## Exercise objective:
Needed from the data below: every line from the one with "start, end], invoice_from_row)?;" up to and including the one with "sort_newest_first(&mut records);", repeated exactly and with nothing else.

## Provided information:
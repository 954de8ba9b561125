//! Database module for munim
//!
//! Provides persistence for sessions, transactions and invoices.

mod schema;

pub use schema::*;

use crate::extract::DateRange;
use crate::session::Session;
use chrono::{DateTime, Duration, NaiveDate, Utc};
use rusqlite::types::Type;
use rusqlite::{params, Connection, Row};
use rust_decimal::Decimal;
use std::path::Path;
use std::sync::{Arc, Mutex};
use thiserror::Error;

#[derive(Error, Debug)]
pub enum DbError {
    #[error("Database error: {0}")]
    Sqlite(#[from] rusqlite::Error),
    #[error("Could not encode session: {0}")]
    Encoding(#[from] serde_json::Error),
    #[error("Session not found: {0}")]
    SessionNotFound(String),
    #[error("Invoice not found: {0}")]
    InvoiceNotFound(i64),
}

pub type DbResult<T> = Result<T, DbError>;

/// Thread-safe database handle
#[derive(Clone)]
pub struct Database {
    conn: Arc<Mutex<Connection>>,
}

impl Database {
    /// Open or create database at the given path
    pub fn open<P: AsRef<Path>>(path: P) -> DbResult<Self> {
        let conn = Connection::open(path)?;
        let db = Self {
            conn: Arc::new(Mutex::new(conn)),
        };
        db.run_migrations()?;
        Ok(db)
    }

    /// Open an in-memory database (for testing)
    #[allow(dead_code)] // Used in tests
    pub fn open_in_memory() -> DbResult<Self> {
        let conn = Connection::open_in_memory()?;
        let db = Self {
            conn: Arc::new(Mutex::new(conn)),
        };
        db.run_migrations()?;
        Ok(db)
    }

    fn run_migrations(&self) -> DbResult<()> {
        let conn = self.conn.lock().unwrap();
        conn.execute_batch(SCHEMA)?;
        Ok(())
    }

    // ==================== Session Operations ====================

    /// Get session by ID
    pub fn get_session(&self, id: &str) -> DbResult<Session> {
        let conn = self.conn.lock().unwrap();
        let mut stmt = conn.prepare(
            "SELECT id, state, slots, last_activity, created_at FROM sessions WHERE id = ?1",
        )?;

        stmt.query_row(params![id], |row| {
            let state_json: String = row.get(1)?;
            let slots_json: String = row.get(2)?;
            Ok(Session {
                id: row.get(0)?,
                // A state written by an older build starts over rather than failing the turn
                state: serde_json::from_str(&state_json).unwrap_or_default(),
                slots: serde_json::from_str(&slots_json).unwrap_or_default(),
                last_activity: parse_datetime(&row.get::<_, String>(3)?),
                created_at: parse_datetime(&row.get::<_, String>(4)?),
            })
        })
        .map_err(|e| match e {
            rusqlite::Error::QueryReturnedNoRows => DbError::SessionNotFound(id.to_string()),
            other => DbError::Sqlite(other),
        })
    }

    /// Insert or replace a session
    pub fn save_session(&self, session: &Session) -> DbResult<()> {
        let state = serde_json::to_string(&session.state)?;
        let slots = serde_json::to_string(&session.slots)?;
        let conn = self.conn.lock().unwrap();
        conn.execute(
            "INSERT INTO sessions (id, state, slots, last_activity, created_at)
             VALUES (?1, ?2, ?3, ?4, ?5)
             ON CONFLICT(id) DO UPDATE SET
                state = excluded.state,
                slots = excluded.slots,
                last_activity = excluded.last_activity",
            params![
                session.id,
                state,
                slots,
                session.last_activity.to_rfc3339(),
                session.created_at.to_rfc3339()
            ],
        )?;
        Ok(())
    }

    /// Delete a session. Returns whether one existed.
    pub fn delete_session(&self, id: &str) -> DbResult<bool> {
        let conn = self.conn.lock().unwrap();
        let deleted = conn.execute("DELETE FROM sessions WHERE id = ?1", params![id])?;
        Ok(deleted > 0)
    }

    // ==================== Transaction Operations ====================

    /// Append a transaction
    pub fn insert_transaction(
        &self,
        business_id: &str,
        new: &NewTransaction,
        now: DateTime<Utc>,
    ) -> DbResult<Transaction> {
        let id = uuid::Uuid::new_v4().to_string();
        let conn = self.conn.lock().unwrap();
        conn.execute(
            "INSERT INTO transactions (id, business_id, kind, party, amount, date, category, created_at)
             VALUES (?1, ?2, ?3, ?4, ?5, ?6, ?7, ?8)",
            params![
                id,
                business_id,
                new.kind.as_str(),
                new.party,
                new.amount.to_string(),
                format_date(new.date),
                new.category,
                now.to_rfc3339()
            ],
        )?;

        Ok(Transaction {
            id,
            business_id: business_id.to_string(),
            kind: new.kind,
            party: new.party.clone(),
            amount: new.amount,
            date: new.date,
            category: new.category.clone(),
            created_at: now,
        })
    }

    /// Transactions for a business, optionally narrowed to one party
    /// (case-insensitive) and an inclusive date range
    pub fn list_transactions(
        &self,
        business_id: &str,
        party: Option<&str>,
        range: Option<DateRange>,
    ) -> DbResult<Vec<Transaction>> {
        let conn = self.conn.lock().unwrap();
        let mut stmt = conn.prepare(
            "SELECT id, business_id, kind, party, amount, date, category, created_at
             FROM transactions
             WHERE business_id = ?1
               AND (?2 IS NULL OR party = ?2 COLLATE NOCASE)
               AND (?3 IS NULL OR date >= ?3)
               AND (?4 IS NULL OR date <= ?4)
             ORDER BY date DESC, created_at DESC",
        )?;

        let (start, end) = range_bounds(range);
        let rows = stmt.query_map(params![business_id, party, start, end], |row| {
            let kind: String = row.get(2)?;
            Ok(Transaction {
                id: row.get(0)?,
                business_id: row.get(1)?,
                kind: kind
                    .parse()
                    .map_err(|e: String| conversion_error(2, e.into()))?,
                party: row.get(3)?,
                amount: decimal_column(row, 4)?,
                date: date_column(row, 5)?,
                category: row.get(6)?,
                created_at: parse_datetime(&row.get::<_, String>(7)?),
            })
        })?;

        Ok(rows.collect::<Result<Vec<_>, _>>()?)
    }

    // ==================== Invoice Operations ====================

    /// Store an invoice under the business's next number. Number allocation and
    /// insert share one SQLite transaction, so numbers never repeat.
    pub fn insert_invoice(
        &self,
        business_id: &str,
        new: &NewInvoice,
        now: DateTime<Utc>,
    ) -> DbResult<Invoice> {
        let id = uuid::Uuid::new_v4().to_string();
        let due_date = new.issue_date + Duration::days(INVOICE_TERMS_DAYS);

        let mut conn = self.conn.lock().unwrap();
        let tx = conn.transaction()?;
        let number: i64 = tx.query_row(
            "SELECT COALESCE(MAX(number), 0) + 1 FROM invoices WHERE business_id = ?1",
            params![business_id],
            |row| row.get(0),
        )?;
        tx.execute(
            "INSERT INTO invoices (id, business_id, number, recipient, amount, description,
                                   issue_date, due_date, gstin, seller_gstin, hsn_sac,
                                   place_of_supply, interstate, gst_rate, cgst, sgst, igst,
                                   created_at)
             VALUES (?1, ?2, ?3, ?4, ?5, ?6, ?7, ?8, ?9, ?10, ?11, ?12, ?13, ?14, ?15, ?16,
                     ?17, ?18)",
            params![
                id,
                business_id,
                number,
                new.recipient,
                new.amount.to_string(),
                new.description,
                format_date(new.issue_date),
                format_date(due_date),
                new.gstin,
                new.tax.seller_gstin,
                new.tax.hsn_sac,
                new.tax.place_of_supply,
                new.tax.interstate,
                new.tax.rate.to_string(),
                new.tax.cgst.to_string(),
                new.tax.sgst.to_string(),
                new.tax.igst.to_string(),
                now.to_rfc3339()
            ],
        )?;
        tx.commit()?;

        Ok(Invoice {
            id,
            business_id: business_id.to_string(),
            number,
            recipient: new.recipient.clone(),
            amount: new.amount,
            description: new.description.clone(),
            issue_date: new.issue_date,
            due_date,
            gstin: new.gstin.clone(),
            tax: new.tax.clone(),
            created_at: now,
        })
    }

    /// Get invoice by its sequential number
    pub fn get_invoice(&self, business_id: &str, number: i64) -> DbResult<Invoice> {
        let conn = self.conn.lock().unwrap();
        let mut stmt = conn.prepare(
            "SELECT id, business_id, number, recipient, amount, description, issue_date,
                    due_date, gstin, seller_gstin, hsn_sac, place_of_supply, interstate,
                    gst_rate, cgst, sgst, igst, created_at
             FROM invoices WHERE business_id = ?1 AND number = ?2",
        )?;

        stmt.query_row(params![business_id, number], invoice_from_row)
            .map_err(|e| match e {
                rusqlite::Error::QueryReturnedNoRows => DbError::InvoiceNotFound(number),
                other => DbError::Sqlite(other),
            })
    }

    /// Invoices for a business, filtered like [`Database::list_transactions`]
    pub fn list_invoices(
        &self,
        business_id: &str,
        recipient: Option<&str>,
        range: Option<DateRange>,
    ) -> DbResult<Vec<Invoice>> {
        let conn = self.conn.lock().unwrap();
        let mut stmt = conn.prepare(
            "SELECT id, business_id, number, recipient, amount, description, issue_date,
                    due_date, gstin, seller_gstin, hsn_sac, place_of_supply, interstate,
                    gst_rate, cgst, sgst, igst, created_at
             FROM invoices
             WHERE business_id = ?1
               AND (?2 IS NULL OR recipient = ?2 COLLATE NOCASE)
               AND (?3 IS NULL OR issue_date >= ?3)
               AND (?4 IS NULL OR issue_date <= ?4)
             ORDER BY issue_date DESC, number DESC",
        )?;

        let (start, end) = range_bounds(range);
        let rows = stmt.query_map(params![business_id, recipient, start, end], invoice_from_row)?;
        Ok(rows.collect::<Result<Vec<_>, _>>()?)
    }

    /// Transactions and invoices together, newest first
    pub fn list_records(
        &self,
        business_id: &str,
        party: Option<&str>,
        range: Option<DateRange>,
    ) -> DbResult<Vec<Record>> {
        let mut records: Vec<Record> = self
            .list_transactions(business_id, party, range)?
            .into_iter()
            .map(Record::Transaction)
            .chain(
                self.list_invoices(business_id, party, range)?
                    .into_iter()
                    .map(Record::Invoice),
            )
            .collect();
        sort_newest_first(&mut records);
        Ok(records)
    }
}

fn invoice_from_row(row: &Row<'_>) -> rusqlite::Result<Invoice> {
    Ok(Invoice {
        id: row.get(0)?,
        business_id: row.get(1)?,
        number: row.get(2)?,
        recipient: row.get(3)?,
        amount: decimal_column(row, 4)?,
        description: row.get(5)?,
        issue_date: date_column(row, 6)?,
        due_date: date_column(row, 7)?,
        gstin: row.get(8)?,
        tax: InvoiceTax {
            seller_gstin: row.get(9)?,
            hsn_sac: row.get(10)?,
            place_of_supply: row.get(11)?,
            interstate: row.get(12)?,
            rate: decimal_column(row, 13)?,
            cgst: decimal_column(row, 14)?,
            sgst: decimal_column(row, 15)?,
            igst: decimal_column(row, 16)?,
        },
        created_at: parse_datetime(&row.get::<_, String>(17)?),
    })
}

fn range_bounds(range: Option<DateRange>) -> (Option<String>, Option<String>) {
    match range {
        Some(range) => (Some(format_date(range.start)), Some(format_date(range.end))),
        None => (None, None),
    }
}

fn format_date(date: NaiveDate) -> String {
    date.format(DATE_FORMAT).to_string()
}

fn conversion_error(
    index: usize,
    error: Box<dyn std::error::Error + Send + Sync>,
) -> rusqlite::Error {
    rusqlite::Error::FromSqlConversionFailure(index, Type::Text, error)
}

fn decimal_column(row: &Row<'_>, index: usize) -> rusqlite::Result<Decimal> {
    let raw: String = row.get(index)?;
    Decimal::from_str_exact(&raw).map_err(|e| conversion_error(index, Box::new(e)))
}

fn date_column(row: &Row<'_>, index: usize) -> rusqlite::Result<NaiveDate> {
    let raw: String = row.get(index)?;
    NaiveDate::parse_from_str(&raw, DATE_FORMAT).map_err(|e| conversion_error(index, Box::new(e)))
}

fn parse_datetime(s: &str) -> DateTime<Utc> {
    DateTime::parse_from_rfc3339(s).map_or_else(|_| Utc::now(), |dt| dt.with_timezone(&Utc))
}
* * *
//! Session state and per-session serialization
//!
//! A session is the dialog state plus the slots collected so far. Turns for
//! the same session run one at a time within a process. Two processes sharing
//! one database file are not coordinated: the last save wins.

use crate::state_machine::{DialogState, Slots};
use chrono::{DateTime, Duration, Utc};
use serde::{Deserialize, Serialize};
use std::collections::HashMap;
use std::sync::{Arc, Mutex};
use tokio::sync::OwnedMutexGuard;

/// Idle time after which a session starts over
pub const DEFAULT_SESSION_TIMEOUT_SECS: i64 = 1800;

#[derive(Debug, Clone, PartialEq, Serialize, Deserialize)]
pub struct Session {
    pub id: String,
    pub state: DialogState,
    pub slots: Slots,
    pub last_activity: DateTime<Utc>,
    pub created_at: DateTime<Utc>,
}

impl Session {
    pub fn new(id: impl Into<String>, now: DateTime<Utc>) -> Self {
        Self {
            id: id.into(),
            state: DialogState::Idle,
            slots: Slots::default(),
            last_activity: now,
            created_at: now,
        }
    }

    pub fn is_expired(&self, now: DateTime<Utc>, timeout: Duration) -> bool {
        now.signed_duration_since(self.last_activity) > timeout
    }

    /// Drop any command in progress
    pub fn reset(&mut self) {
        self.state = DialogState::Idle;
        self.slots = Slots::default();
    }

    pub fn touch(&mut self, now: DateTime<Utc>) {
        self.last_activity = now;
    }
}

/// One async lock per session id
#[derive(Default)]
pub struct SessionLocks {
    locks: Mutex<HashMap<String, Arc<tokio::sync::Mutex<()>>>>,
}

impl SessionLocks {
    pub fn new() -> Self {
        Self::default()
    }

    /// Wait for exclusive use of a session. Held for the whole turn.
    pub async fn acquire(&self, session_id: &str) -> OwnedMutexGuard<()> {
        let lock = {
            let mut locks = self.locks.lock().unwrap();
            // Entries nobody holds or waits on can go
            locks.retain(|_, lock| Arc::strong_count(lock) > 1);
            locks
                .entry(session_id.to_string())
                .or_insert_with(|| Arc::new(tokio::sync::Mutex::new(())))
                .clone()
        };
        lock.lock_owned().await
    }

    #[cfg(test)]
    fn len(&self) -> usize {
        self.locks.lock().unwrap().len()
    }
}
...
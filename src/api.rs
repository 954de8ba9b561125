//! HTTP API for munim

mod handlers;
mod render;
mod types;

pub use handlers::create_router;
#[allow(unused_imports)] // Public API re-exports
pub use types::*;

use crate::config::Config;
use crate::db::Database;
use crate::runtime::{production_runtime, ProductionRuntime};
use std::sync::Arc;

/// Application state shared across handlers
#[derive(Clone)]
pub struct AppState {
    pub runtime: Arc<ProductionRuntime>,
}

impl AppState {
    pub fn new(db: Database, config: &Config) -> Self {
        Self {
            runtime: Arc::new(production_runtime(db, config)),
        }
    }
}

## Answer box:
        let rows = stmt.query_map(params![business_id, recipient, start, end], invoice_from_row)?;
        Ok(rows.collect::<Result<Vec<_>, _>>()?)
    }

    /// Transactions and invoices together, newest first
    pub fn list_records(
        &self,
        business_id: &str,
        party: Option<&str>,
        range: Option<DateRange>,
    ) -> DbResult<Vec<Record>> {
        let mut records: Vec<Record> = self
            .list_transactions(business_id, party, range)?
            .into_iter()
            .map(Record::Transaction)
            .chain(
                self.list_invoices(business_id, party, range)?
                    .into_iter()
                    .map(Record::Invoice),
            )
            .collect();
        sort_newest_first(&mut records);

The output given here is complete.